• What this task involves
Every line below needs to be reproduced exactly.

• Provided data

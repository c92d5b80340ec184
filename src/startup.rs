//! Process startup: validate settings, connect, load lookup lists, warm the model-name cache, serve.

use crate::config::{validate, Settings};
use crate::edf::{EdfClient, EdfTransport};
use crate::error::{hide_error_details, AppError};
use crate::lists::{load_lists, LookupLists};
use crate::routes::router;
use crate::session::Session;
use crate::state::AppState;
use axum::{middleware, Router};
use std::sync::Arc;
use tokio::net::TcpListener;
use tower_http::limit::RequestBodyLimitLayer;
use tower_http::trace::TraceLayer;

pub const MAX_BODY_BYTES: usize = 10 * 1024 * 1024;

/// Build the application state. Only invalid settings are fatal; an unreachable
/// platform leaves the session in ERROR and the service starts degraded.
pub async fn bootstrap(settings: &Settings, transport: Arc<dyn EdfTransport>) -> Result<AppState, AppError> {
    validate(settings)?;

    let session = Arc::new(Session::new());
    let client = EdfClient::new(
        settings.edf_uri.clone(),
        transport,
        session,
        settings.service_account.clone(),
    )
    .reauth_on_400(settings.reauth_on_400);

    if !client.connect().await {
        tracing::warn!(uri = %settings.edf_uri, "EDF not connected, starting degraded");
    }

    let lists = match load_lists(&settings.lists_path).await {
        Ok(lists) => lists,
        Err(e) => {
            tracing::error!(path = %settings.lists_path.display(), error = %e, "lookup lists unavailable");
            LookupLists::new()
        }
    };

    let state = AppState::new(client, lists, settings.models.clone()).with_environment(settings.env);
    if let Err(e) = state.model_names.refill(&state.client).await {
        tracing::warn!(error = %e, "model name cache not filled at startup");
    }
    Ok(state)
}

/// Routes with tracing, a request body limit, and environment-aware error bodies.
pub fn app(state: AppState) -> Router {
    let env = state.env;
    router(state)
        .layer(middleware::from_fn_with_state(env, hide_error_details))
        .layer(RequestBodyLimitLayer::new(MAX_BODY_BYTES))
        .layer(TraceLayer::new_for_http())
}

pub async fn serve(settings: &Settings, state: AppState) -> Result<(), AppError> {
    let listener = TcpListener::bind(settings.listen_addr()).await?;
    tracing::info!("listening on {}", listener.local_addr()?);
    axum::serve(listener, app(state)).await?;
    Ok(())
}

#[cfg(test)]
mod tests {
    use super::*;
    use crate::config::load_with;
    use crate::edf::client::TOKEN_PATH;
    use crate::edf::testing::{http_status, success, token, FakeTransport};
    use crate::session::SessionStatus;
    use serde_json::json;
    use std::collections::HashMap;

    fn settings(lists: &std::path::Path) -> Settings {
        let vars: HashMap<&str, String> = HashMap::from([
            ("EDF_URI", "http://edf/api/".to_string()),
            ("EDF_DEFAULT_PASSWORD", "secret".to_string()),
            ("EDF_LISTS_PATH", lists.display().to_string()),
        ]);
        load_with(|k| vars.get(k).cloned()).unwrap()
    }

    #[tokio::test]
    async fn connects_loads_lists_and_fills_cache() {
        let dir = tempfile::tempdir().unwrap();
        std::fs::create_dir(dir.path().join("CRM_Client")).unwrap();
        std::fs::write(dir.path().join("CRM_Client").join("city"), "Moscow\nKazan\n").unwrap();
        let fake = FakeTransport::new(|call| {
            if call.url.ends_with(TOKEN_PATH) {
                return Ok(token("t0"));
            }
            Ok(success(json!({"rows": [{"object": {"name": "CRM_Client"}}], "paging": {"totalRows": 1}})))
        })
        .into_arc();

        let state = bootstrap(&settings(dir.path()), fake.clone()).await.unwrap();
        assert_eq!(state.client.session().status(), SessionStatus::Success);
        assert_eq!(state.client.session().default_access_token().as_deref(), Some("Bearer t0"));
        assert_eq!(state.lists.get("CRM_Client", "city").unwrap(), ["Moscow", "Kazan"]);
        assert_eq!(state.model_names.snapshot(), vec!["CRM_Client"]);
        assert_eq!(fake.calls_to(TOKEN_PATH)[0].url, "http://edf/api/authentication/v1/getToken");
    }

    #[tokio::test]
    async fn unreachable_platform_starts_degraded() {
        let dir = tempfile::tempdir().unwrap();
        let fake = FakeTransport::new(|_| Err(http_status(503))).into_arc();
        let state = bootstrap(&settings(dir.path()), fake).await.unwrap();
        assert_eq!(state.client.session().status(), SessionStatus::Error);
        assert!(state.model_names.snapshot().is_empty());
    }

    #[tokio::test]
    async fn invalid_settings_are_fatal() {
        let dir = tempfile::tempdir().unwrap();
        let mut bad = settings(dir.path());
        bad.edf_uri = "ftp://edf".into();
        let fake = FakeTransport::new(|_| Ok(success(json!({})))).into_arc();
        assert!(matches!(bootstrap(&bad, fake.clone()).await, Err(AppError::Config(_))));
        assert!(fake.calls().is_empty());
    }
}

• Your solution
repository c92d5b80340ec184
filename src/startup.rs
//! Process startup: validate settings, connect, load lookup lists, warm the model-name cache, serve.

use crate::config::{validate, Settings};
use crate::edf::{EdfClient, EdfTransport};
use crate::error::{hide_error_details, AppError};
use crate::lists::{load_lists, LookupLists};
use crate::routes::router;
use crate::session::Session;
use crate::state::AppState;
use axum::{middleware, Router};
use std::sync::Arc;
use tokio::net::TcpListener;
use tower_http::limit::RequestBodyLimitLayer;
use tower_http::trace::TraceLayer;

pub const MAX_BODY_BYTES: usize = 10 * 1024 * 1024;

/// Build the application state. Only invalid settings are fatal; an unreachable
/// platform leaves the session in ERROR and the service starts degraded.
pub async fn bootstrap(settings: &Settings, transport: Arc<dyn EdfTransport>) -> Result<AppState, AppError> {
    validate(settings)?;

    let session = Arc::new(Session::new());
    let client = EdfClient::new(
        settings.edf_uri.clone(),
        transport,
        session,
        settings.service_account.clone(),
    )
    .reauth_on_400(settings.reauth_on_400);

    if !client.connect().await {
        tracing::warn!(uri = %settings.edf_uri, "EDF not connected, starting degraded");
    }

    let lists = match load_lists(&settings.lists_path).await {
        Ok(lists) => lists,
        Err(e) => {
            tracing::error!(path = %settings.lists_path.display(), error = %e, "lookup lists unavailable");
            LookupLists::new()
        }
    };

    let state = AppState::new(client, lists, settings.models.clone()).with_environment(settings.env);
    if let Err(e) = state.model_names.refill(&state.client).await {
        tracing::warn!(error = %e, "model name cache not filled at startup");
    }
    Ok(state)
}

/// Routes with tracing, a request body limit, and environment-aware error bodies.
pub fn app(state: AppState) -> Router {
    let env = state.env;
    router(state)
        .layer(middleware::from_fn_with_state(env, hide_error_details))
        .layer(RequestBodyLimitLayer::new(MAX_BODY_BYTES))
        .layer(TraceLayer::new_for_http())
}

pub async fn serve(settings: &Settings, state: AppState) -> Result<(), AppError> {
    let listener = TcpListener::bind(settings.listen_addr()).await?;
    tracing::info!("listening on {}", listener.local_addr()?);
    axum::serve(listener, app(state)).await?;
    Ok(())
}

#[cfg(test)]
mod tests {
    use super::*;
    use crate::config::load_with;
    use crate::edf::client::TOKEN_PATH;
    use crate::edf::testing::{http_status, success, token, FakeTransport};
    use crate::session::SessionStatus;
    use serde_json::json;
    use std::collections::HashMap;

    fn settings(lists: &std::path::Path) -> Settings {
        let vars: HashMap<&str, String> = HashMap::from([
            ("EDF_URI", "http://edf/api/".to_string()),
            ("EDF_DEFAULT_PASSWORD", "secret".to_string()),
            ("EDF_LISTS_PATH", lists.display().to_string()),
        ]);
        load_with(|k| vars.get(k).cloned()).unwrap()
    }

    #[tokio::test]
    async fn connects_loads_lists_and_fills_cache() {
        let dir = tempfile::tempdir().unwrap();
        std::fs::create_dir(dir.path().join("CRM_Client")).unwrap();
        std::fs::write(dir.path().join("CRM_Client").join("city"), "Moscow\nKazan\n").unwrap();
        let fake = FakeTransport::new(|call| {
            if call.url.ends_with(TOKEN_PATH) {
                return Ok(token("t0"));
            }
            Ok(success(json!({"rows": [{"object": {"name": "CRM_Client"}}], "paging": {"totalRows": 1}})))
        })
        .into_arc();

        let state = bootstrap(&settings(dir.path()), fake.clone()).await.unwrap();
        assert_eq!(state.client.session().status(), SessionStatus::Success);
        assert_eq!(state.client.session().default_access_token().as_deref(), Some("Bearer t0"));
        assert_eq!(state.lists.get("CRM_Client", "city").unwrap(), ["Moscow", "Kazan"]);
        assert_eq!(state.model_names.snapshot(), vec!["CRM_Client"]);
        assert_eq!(fake.calls_to(TOKEN_PATH)[0].url, "http://edf/api/authentication/v1/getToken");
    }

    #[tokio::test]
    async fn unreachable_platform_starts_degraded() {
        let dir = tempfile::tempdir().unwrap();
        let fake = FakeTransport::new(|_| Err(http_status(503))).into_arc();
        let state = bootstrap(&settings(dir.path()), fake).await.unwrap();
        assert_eq!(state.client.session().status(), SessionStatus::Error);
        assert!(state.model_names.snapshot().is_empty());
    }

    #[tokio::test]
    async fn invalid_settings_are_fatal() {
        let dir = tempfile::tempdir().unwrap();
        let mut bad = settings(dir.path());
        bad.edf_uri = "ftp://edf".into();
        let fake = FakeTransport::new(|_| Ok(success(json!({})))).into_arc();
        assert!(matches!(bootstrap(&bad, fake.clone()).await, Err(AppError::Config(_))));
        assert!(fake.calls().is_empty());
    }
}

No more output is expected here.